Un germe d’esprit qui s’épanouit en civilisation, à travers une restructuration d’ensemble, et ouvrant la perspective d’une nouvelle époque, c’est bien une révolution. Et cela n’enveloppe pas nécessairement la violence – cela dépend de l’esprit nouveau et de la réaction de l’ancien monde. L’origine d’un esprit nouveau est toujours invisible et remonte haut, mais son émergence se produit visiblement. Nous avons sous les yeux quelque chose de tel.
La Gauche, c’est-à-dire les Lumières dans l’Histoire, à la pointe de l’Histoire et la faisant, n’existe plus. Un autre principe dynamique, un autre germe spirituel est apparu. C’est ça, la Révolution. La Gauche avait représenté, pendant plus de deux siècles, le grand principe dynamique de l’histoire occidentale. La poésie épique de Hugo, la musique de Verdi, ou la philosophie de Fichte, donnent une idée de sa grandeur, qui était d’abord morale : la liberté par le devoir, la liberté comme autodétermination rationnelle au moyen du respect de la loi morale, identique à la Raison.
L’Histoire se fait ainsi aujourd’hui contre ce qui, par inertie, porte encore le nom de « Gauche », et qui agonise en faisant exactement le contraire de tout ce qu’elle avait vocation à faire, ou même en défaisant tout ce qu’avait réussi à faire, du temps où elle était vivante. Regardez, par exemple, le « politiquement correct » : « Il est interdit de penser », tel pourrait être son leitmotiv. On ne saurait trahir plus complètement la grande philosophie des Lumières.
Réciproquement, la Droite n’est plus la Droite, d’abord parce que la Gauche n’existe plus, à laquelle s’opposait la Droite, qui se définissait par cette opposition. Ensuite parce que la Gauche avait tellement triomphé, que la Droite ne subsistait que comme une Gauche tiède. Elle avait renoncé à défendre ce au nom de quoi elle avait longtemps résisté à la Gauche. Et l’opposition effective à la Gauche, pour autant qu’elle subsistait, se sentait elle-même comme vidée de Raison, rejetée hors de l’Histoire et condamnée à n’exister qu’en désespoir ou sur le mode de l’extrême.

Mais voilà que, par un renversement dialectique complet, la Gauche, ayant tué son opposition, a été privée de tout dynamisme, s’est mise à tourner en rond et, pour essayer de trouver un sens, a cédé à l’instinct de mort – se livrant au nihilisme transgressif (pour une explication détaillée de cette expression, voir plus bas). 

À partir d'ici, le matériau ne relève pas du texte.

//! Tracing setup: console output always, OTLP span export when `enable_otel_export` is set.
//!
//! OTLP export reads the standard OpenTelemetry environment variables:
//!
//! - `OTEL_EXPORTER_OTLP_ENDPOINT` - collector URL (default `http://localhost:4318`)
//! - `OTEL_EXPORTER_OTLP_PROTOCOL` - `http/protobuf` (default) or `http/json`
//! - `OTEL_EXPORTER_OTLP_HEADERS` - comma-separated `key=value` pairs; `%20` decodes to a space
//! - `OTEL_SERVICE_NAME` - defaults to `academy`
//!
//! ```bash
//! export OTEL_EXPORTER_OTLP_ENDPOINT="https://otlp-gateway.example.com/otlp"
//! export OTEL_EXPORTER_OTLP_HEADERS="Authorization=Basic%20<token>"
//! ACADEMY_ENABLE_OTEL_EXPORT=true academy serve
//! ```
//!
//! The SDK provider is kept in a `OnceLock` so [`shutdown_telemetry`] can flush pending spans;
//! `tracing-opentelemetry` only holds the tracer.

use opentelemetry::KeyValue;
use opentelemetry::trace::TracerProvider as _;
use opentelemetry_otlp::{Protocol, WithExportConfig, WithHttpConfig};
use opentelemetry_sdk::trace::SdkTracerProvider;
use std::collections::HashMap;
use std::sync::OnceLock;
use tracing::info;
use tracing_subscriber::EnvFilter;
use tracing_subscriber::layer::SubscriberExt;
use tracing_subscriber::util::SubscriberInitExt;

const DEFAULT_SERVICE_NAME: &str = "academy";

static TRACER_PROVIDER: OnceLock<SdkTracerProvider> = OnceLock::new();

/// Install the global subscriber. `RUST_LOG` controls filtering (default `info`).
pub fn init_telemetry(enable_otel_export: bool) -> anyhow::Result<()> {
    let env_filter = EnvFilter::try_from_default_env().unwrap_or_else(|_| EnvFilter::new("info"));
    let registry = tracing_subscriber::registry().with(env_filter).with(tracing_subscriber::fmt::layer());

    if !enable_otel_export {
        registry.try_init()?;
        info!("Telemetry initialized (OTLP export disabled)");
        return Ok(());
    }

    match create_otlp_tracer() {
        Ok(tracer) => {
            registry.with(tracing_opentelemetry::layer().with_tracer(tracer)).try_init()?;
            info!("Telemetry initialized with OTLP export enabled");
        }
        Err(e) => {
            registry.try_init()?;
            info!(error = %e, "Telemetry initialized without OTLP export");
        }
    }

    Ok(())
}

fn create_otlp_tracer() -> anyhow::Result<opentelemetry_sdk::trace::Tracer> {
    let service_name = std::env::var("OTEL_SERVICE_NAME").unwrap_or_else(|_| DEFAULT_SERVICE_NAME.to_string());
    let endpoint = std::env::var("OTEL_EXPORTER_OTLP_ENDPOINT").unwrap_or_else(|_| "http://localhost:4318".to_string());
    let headers = std::env::var("OTEL_EXPORTER_OTLP_HEADERS")
        .map(|raw| parse_otlp_headers(&raw))
        .unwrap_or_default();

    // The subscriber isn't installed yet
    eprintln!("[OTLP] service={service_name} endpoint={endpoint} headers={}", headers.len());

    let protocol = match std::env::var("OTEL_EXPORTER_OTLP_PROTOCOL").as_deref() {
        Ok("http/json") => Protocol::HttpJson,
        _ => Protocol::HttpBinary,
    };

    let exporter = opentelemetry_otlp::SpanExporter::builder()
        .with_http()
        .with_endpoint(&endpoint)
        .with_protocol(protocol)
        .with_headers(headers)
        .build()?;

    let tracer_provider = SdkTracerProvider::builder()
        .with_batch_exporter(exporter)
        .with_resource(
            opentelemetry_sdk::Resource::builder()
                .with_attribute(KeyValue::new("service.name", service_name.clone()))
                .build(),
        )
        .build();

    let tracer = tracer_provider.tracer(service_name);
    let _ = TRACER_PROVIDER.set(tracer_provider);

    Ok(tracer)
}

fn parse_otlp_headers(raw: &str) -> HashMap<String, String> {
    raw.replace("%20", " ")
        .split(',')
        .filter_map(|pair| pair.split_once('='))
        .map(|(key, value)| (key.trim().to_string(), value.trim().to_string()))
        .filter(|(key, _)| !key.is_empty())
        .collect()
}

/// Flush and shut down the OTLP exporter, if one was started.
pub fn shutdown_telemetry() {
    if let Some(provider) = TRACER_PROVIDER.get()
        && let Err(e) = provider.shutdown()
    {
        tracing::error!("Failed to shutdown tracer provider: {}", e);
    }
}
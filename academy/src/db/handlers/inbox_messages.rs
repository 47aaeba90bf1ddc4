//! Database repository for inbound mail.

use sqlx::PgConnection;
use tracing::instrument;

use crate::db::{
    errors::Result,
    handlers::repository::Repository,
    models::inbox_messages::{InboxMessage, InboxMessageCreateDBRequest, InboxMessageDBResponse},
};

const COLUMNS: &str = "id, from_address, to_address, subject, text_body, html_body, received_at, read";

pub struct InboxMessages<'c> {
    db: &'c mut PgConnection,
}

impl<'c> InboxMessages<'c> {
    pub fn new(db: &'c mut PgConnection) -> Self {
        Self { db }
    }
}

#[async_trait::async_trait]
impl<'c> Repository for InboxMessages<'c> {
    type CreateRequest = InboxMessageCreateDBRequest;
    type Response = InboxMessageDBResponse;

    #[instrument(skip(self, request), fields(from = %request.from_address), err)]
    async fn create(&mut self, request: &Self::CreateRequest) -> Result<Self::Response> {
        let message = sqlx::query_as::<_, InboxMessage>(&format!(
            "INSERT INTO inbox_messages (from_address, to_address, subject, text_body, html_body)
             VALUES ($1, $2, $3, $4, $5)
             RETURNING {COLUMNS}"
        ))
        .bind(&request.from_address)
        .bind(&request.to_address)
        .bind(&request.subject)
        .bind(&request.text_body)
        .bind(&request.html_body)
        .fetch_one(&mut *self.db)
        .await?;

        Ok(message)
    }
}
//! Database layer for the edge functions.
//!
//! ```text
//! ┌─────────────┐
//! │  Functions  │  (axum handlers)
//! └──────┬──────┘
//!        │
//!        ↓
//! ┌─────────────┐
//! │  MailStore  │  (db::store - Postgres or in-memory)
//! └──────┬──────┘
//!        │
//!        ↓
//! ┌─────────────┐
//! │ Repositories│  (db::handlers - queries)
//! └──────┬──────┘
//!        │
//!        ↓
//! ┌─────────────┐
//! │  PostgreSQL │
//! └─────────────┘
//! ```
//!
//! Repositories wrap a connection or transaction:
//!
//! ```ignore
//! let mut tx = pool.begin().await?;
//! let log = EmailLogs::new(&mut tx).create(&request).await?;
//! tx.commit().await?;
//! ```
//!
//! Migrations live in `migrations/` and are applied with [`crate::migrator`].
//! The `profiles` table read by the callback flow is owned by the hosted backend and is not
//! migrated here.

pub mod errors;
pub mod handlers;
pub mod models;
pub mod store;
//! OAuth authorization-code exchange proxy.
//!
//! The provider redirects here with `?code=...`. The code is exchanged at the configured token
//! endpoint with the client secret, which never reaches the browser, and the browser is sent on to
//! the callback page with the tokens in the URL fragment, where the callback reconciler picks them
//! up as a token pair.

use axum::{
    extract::{Query, State},
    http::header,
    response::Redirect,
};
use thiserror::Error;
use tracing::{info, instrument, warn};
use url::Url;

use crate::{
    AppState,
    config::OAuthProxyConfig,
    errors::{Error, Result},
    functions::models::{OAuthExchangeQuery, TokenRequest, TokenResponse},
    types::redact,
};

#[derive(Debug, Error)]
enum ExchangeError {
    #[error("token endpoint unreachable: {0}")]
    Http(#[from] reqwest::Error),

    #[error("token endpoint returned HTTP {0}")]
    Status(u16),

    #[error("{}", description.as_deref().unwrap_or(error))]
    Provider { error: String, description: Option<String> },

    #[error("token response had no access token")]
    MissingToken,

    #[error("token response had no refresh token, so no session can be established")]
    MissingRefreshToken,

    #[error("could not encode token request: {0}")]
    Encode(#[from] serde_urlencoded::ser::Error),

    #[error("OAuth exchange is not configured")]
    NotConfigured,
}

impl ExchangeError {
    fn code(&self) -> &str {
        match self {
            Self::Provider { error, .. } => error,
            Self::NotConfigured => "server_error",
            _ => "exchange_failed",
        }
    }
}

/// `GET /oauth-exchange`
#[instrument(skip_all, err)]
pub async fn oauth_exchange(State(state): State<AppState>, Query(query): Query<OAuthExchangeQuery>) -> Result<Redirect> {
    let oauth = &state.config.oauth;
    if !oauth.enabled {
        return Err(Error::NotFound {
            resource: "function".to_string(),
            id: "oauth-exchange".to_string(),
        });
    }

    let callback = state.config.callback_url().map_err(|e| Error::Internal {
        operation: format!("build callback URL: {e}"),
    })?;

    if let Some(error) = query.error.filter(|e| !e.is_empty()) {
        warn!(%error, "Provider returned an error to the exchange proxy");
        return Ok(error_redirect(callback, &error, query.error_description.as_deref()));
    }

    let Some(code) = query.code.filter(|c| !c.is_empty()) else {
        return Ok(error_redirect(callback, "invalid_request", Some("missing authorization code")));
    };

    match exchange_code(&state.http, oauth, &code).await {
        Ok(tokens) => Ok(success_redirect(callback, tokens)),
        Err(e) => {
            warn!(error = %e, "Authorization code exchange failed");
            Ok(error_redirect(callback, e.code(), Some(&e.to_string())))
        }
    }
}

async fn exchange_code(client: &reqwest::Client, oauth: &OAuthProxyConfig, code: &str) -> std::result::Result<ExchangedTokens, ExchangeError> {
    let token_url = oauth.token_url.as_ref().ok_or(ExchangeError::NotConfigured)?;

    let form = serde_urlencoded::to_string(TokenRequest {
        grant_type: "authorization_code",
        client_id: &oauth.client_id,
        client_secret: oauth.client_secret.as_deref(),
        redirect_uri: oauth.redirect_uri.as_ref().map(Url::as_str),
        code,
    })?;

    let response = client
        .post(token_url.clone())
        .header(header::CONTENT_TYPE, "application/x-www-form-urlencoded")
        .header(header::ACCEPT, "application/json")
        .body(form)
        .send()
        .await?;

    let status = response.status();
    let body: Option<TokenResponse> = response.json().await.ok();

    // Error bodies win over the status so the provider's own reason reaches the callback page
    if let Some(TokenResponse { error: Some(error), error_description, .. }) = &body {
        return Err(ExchangeError::Provider {
            error: error.clone(),
            description: error_description.clone(),
        });
    }
    if !status.is_success() {
        return Err(ExchangeError::Status(status.as_u16()));
    }

    let tokens = body.ok_or(ExchangeError::MissingToken)?;
    let access_token = tokens.access_token.filter(|t| !t.is_empty()).ok_or(ExchangeError::MissingToken)?;
    // The callback page only installs a full token pair
    let refresh_token = tokens
        .refresh_token
        .filter(|t| !t.is_empty())
        .ok_or(ExchangeError::MissingRefreshToken)?;
    info!(access_token = %redact(&access_token), "Authorization code exchanged");

    Ok(ExchangedTokens {
        provider_token: tokens.provider_token.unwrap_or_else(|| access_token.clone()),
        refresh_token,
        token_type: tokens.token_type.unwrap_or_else(|| "bearer".to_string()),
        expires_in: tokens.expires_in,
        access_token,
    })
}

struct ExchangedTokens {
    access_token: String,
    refresh_token: String,
    token_type: String,
    expires_in: Option<i64>,
    provider_token: String,
}

fn success_redirect(mut callback: Url, tokens: ExchangedTokens) -> Redirect {
    let mut pairs = vec![
        ("access_token", tokens.access_token),
        ("refresh_token", tokens.refresh_token),
        ("token_type", tokens.token_type),
    ];
    if let Some(expires_in) = tokens.expires_in {
        pairs.push(("expires_in", expires_in.to_string()));
    }
    pairs.push(("provider_token", tokens.provider_token));

    let fragment = url::form_urlencoded::Serializer::new(String::new()).extend_pairs(pairs).finish();
    callback.set_fragment(Some(&fragment));
    Redirect::to(callback.as_str())
}

fn error_redirect(mut callback: Url, error: &str, description: Option<&str>) -> Redirect {
    {
        let mut query = callback.query_pairs_mut();
        query.append_pair("error", error);
        if let Some(description) = description {
            query.append_pair("error_description", description);
        }
    }
    Redirect::to(callback.as_str())
}

#[cfg(test)]
mod tests {
    use super::*;
    use crate::{
        callback::{CallbackParams, params::RedirectShape},
        config::Config,
        test_utils::{create_test_app, create_test_config},
    };
    use axum::http::StatusCode;
    use wiremock::{
        Mock, MockServer, ResponseTemplate,
        matchers::{body_string_contains, header as header_matcher, method, path},
    };

    fn proxy_config(token_url: &str) -> Config {
        let mut config = create_test_config();
        config.site_url = Url::parse("https://school.example").unwrap();
        config.oauth.enabled = true;
        config.oauth.token_url = Some(Url::parse(token_url).unwrap());
        config.oauth.client_id = "client-123".to_string();
        config.oauth.client_secret = Some("shh".to_string());
        config.oauth.redirect_uri = Some(Url::parse("https://fn.example/functions/v1/oauth-exchange").unwrap());
        config
    }

    fn location(response: &axum_test::TestResponse) -> Url {
        let location = response.headers().get("location").expect("redirect has a location");
        Url::parse(location.to_str().unwrap()).unwrap()
    }

    #[tokio::test]
    async fn test_disabled_proxy_is_not_found() {
        let (server, _store) = create_test_app(create_test_config());
        let response = server.get("/functions/v1/oauth-exchange").add_query_param("code", "abc").await;
        response.assert_status(StatusCode::NOT_FOUND);
    }

    #[test_log::test(tokio::test)]
    async fn test_code_is_exchanged_and_tokens_land_in_fragment() {
        let provider = MockServer::start().await;
        Mock::given(method("POST"))
            .and(path("/login/oauth/access_token"))
            .and(header_matcher("content-type", "application/x-www-form-urlencoded"))
            .and(body_string_contains("grant_type=authorization_code"))
            .and(body_string_contains("client_id=client-123"))
            .and(body_string_contains("client_secret=shh"))
            .and(body_string_contains("code=the-code"))
            .and(body_string_contains("redirect_uri=https%3A%2F%2Ffn.example%2Ffunctions%2Fv1%2Foauth-exchange"))
            .respond_with(ResponseTemplate::new(200).set_body_json(serde_json::json!({
                "access_token": "gho_access",
                "refresh_token": "ghr_refresh",
                "token_type": "bearer",
                "expires_in": 28800
            })))
            .expect(1)
            .mount(&provider)
            .await;

        let (server, _store) = create_test_app(proxy_config(&format!("{}/login/oauth/access_token", provider.uri())));
        let response = server
            .get("/functions/v1/oauth-exchange")
            .add_query_param("code", "the-code")
            .add_query_param("state", "xyz")
            .await;

        response.assert_status(StatusCode::SEE_OTHER);
        let target = location(&response);
        assert_eq!(target.origin().ascii_serialization(), "https://school.example");
        assert_eq!(target.path(), "/auth/callback");

        let params = CallbackParams::from_url(&target);
        assert_eq!(params.shape(), RedirectShape::TokenPair);
        let (access, refresh) = params.token_pair().unwrap();
        assert_eq!(access, "gho_access");
        assert_eq!(refresh, "ghr_refresh");
        assert!(target.fragment().unwrap().contains("provider_token=gho_access"));
        assert!(target.fragment().unwrap().contains("expires_in=28800"));
    }

    #[tokio::test]
    async fn test_provider_error_is_forwarded_without_exchange() {
        let provider = MockServer::start().await;
        Mock::given(method("POST")).respond_with(ResponseTemplate::new(200)).expect(0).mount(&provider).await;

        let (server, _store) = create_test_app(proxy_config(&format!("{}/token", provider.uri())));
        let response = server
            .get("/functions/v1/oauth-exchange")
            .add_query_param("error", "access_denied")
            .add_query_param("error_description", "The user denied access")
            .await;

        response.assert_status(StatusCode::SEE_OTHER);
        let target = location(&response);
        let params = CallbackParams::from_url(&target);
        assert_eq!(params.shape(), RedirectShape::Error);
        assert_eq!(params.error.as_deref(), Some("access_denied"));
        assert_eq!(params.error_description.as_deref(), Some("The user denied access"));
    }

    #[tokio::test]
    async fn test_error_body_from_token_endpoint_redirects_with_reason() {
        let provider = MockServer::start().await;
        Mock::given(method("POST"))
            .respond_with(ResponseTemplate::new(200).set_body_json(serde_json::json!({
                "error": "bad_verification_code",
                "error_description": "The code passed is incorrect or expired."
            })))
            .mount(&provider)
            .await;

        let (server, _store) = create_test_app(proxy_config(&format!("{}/token", provider.uri())));
        let response = server.get("/functions/v1/oauth-exchange").add_query_param("code", "stale").await;

        let params = CallbackParams::from_url(&location(&response));
        assert_eq!(params.error.as_deref(), Some("bad_verification_code"));
        assert_eq!(params.error_description.as_deref(), Some("The code passed is incorrect or expired."));
    }

    #[tokio::test]
    async fn test_failed_exchange_redirects_with_error() {
        let provider = MockServer::start().await;
        Mock::given(method("POST"))
            .respond_with(ResponseTemplate::new(502))
            .mount(&provider)
            .await;

        let (server, _store) = create_test_app(proxy_config(&format!("{}/token", provider.uri())));
        let response = server.get("/functions/v1/oauth-exchange").add_query_param("code", "abc").await;

        response.assert_status(StatusCode::SEE_OTHER);
        let params = CallbackParams::from_url(&location(&response));
        assert_eq!(params.error.as_deref(), Some("exchange_failed"));
        assert!(params.error_description.unwrap().contains("502"));
    }

    #[tokio::test]
    async fn test_access_token_without_refresh_token_is_exchange_failure() {
        let provider = MockServer::start().await;
        Mock::given(method("POST"))
            .respond_with(ResponseTemplate::new(200).set_body_json(serde_json::json!({
                "access_token": "gho_access",
                "token_type": "bearer",
                "scope": "read:user"
            })))
            .expect(1)
            .mount(&provider)
            .await;

        let (server, _store) = create_test_app(proxy_config(&format!("{}/token", provider.uri())));
        let response = server.get("/functions/v1/oauth-exchange").add_query_param("code", "abc").await;

        response.assert_status(StatusCode::SEE_OTHER);
        let target = location(&response);
        assert!(target.fragment().is_none(), "no tokens should reach the callback page");

        let params = CallbackParams::from_url(&target);
        assert_eq!(params.shape(), RedirectShape::Error);
        assert_eq!(params.error.as_deref(), Some("exchange_failed"));
        assert!(params.error_description.unwrap().contains("refresh token"));
    }

    #[tokio::test]
    async fn test_missing_code_redirects_with_invalid_request() {
        let (server, _store) = create_test_app(proxy_config("https://provider.example/token"));
        let response = server.get("/functions/v1/oauth-exchange").await;

        let params = CallbackParams::from_url(&location(&response));
        assert_eq!(params.error.as_deref(), Some("invalid_request"));
    }

    #[test]
    fn test_success_redirect_omits_absent_fields() {
        let callback = Url::parse("https://school.example/auth/callback").unwrap();
        let redirect = success_redirect(
            callback,
            ExchangedTokens {
                access_token: "a b".to_string(),
                refresh_token: "r".to_string(),
                token_type: "bearer".to_string(),
                expires_in: None,
                provider_token: "p".to_string(),
            },
        );
        let response = axum::response::IntoResponse::into_response(redirect);
        let location = response.headers()["location"].to_str().unwrap();
        assert_eq!(location, "https://school.example/auth/callback#access_token=a+b&refresh_token=r&token_type=bearer&provider_token=p");
    }
}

Et nous en étions là quand le nouvel esprit, dont nous allons parler, a surgi. Et depuis, toutes les catégories politiques usuelles sautent, tout paraît usé, creux et nul. Quelque chose de neuf émerge et aspire à se matérialiser. Mais quoi donc ? Le peuple le vit et le sent, mais il manque de mots pour dire ce qu’il vit, ce qu’il attend, ce qu’il espère. Et c’est le rôle de la philosophie que de le penser. Mais il y faudra bien du temps et tout ne sera clair que quand tout aura été accompli. En tout cas, un immense mouvement anime le peuple, doté d’une universalité supérieure, rendant un avenir à l’humanisme, traversant tous les partis. Et le pouvoir n’y voit rien, n’y comprend rien. C’est pourquoi il est condamné. Il rentre à reculons dans le néant.
 
 
C’est par rapport à ce mouvement que tous seront forcés de prendre position, et de se redéfinir. C’est pour cela que n’ont plus de sens des questions comme celles de savoir : « Comment le mouvement social doit-il se situer par rapport à tel ou tel parti de la Droite ? » ou : « Comment doit-il se rapporter à la fraction de la Gauche qui se rapproche de lui ? » Car dès lors qu’existe un vrai dynamisme historique, doté d’un vrai principe spirituel, enraciné dans la Raison, la seule question est de savoir si on est dedans, ou dehors. Ainsi donc, à terme, le PS éclatera en deux. L’UMP éclatera en deux. Le FN éclatera en deux. Etc. Et l’Histoire ira de l’avant.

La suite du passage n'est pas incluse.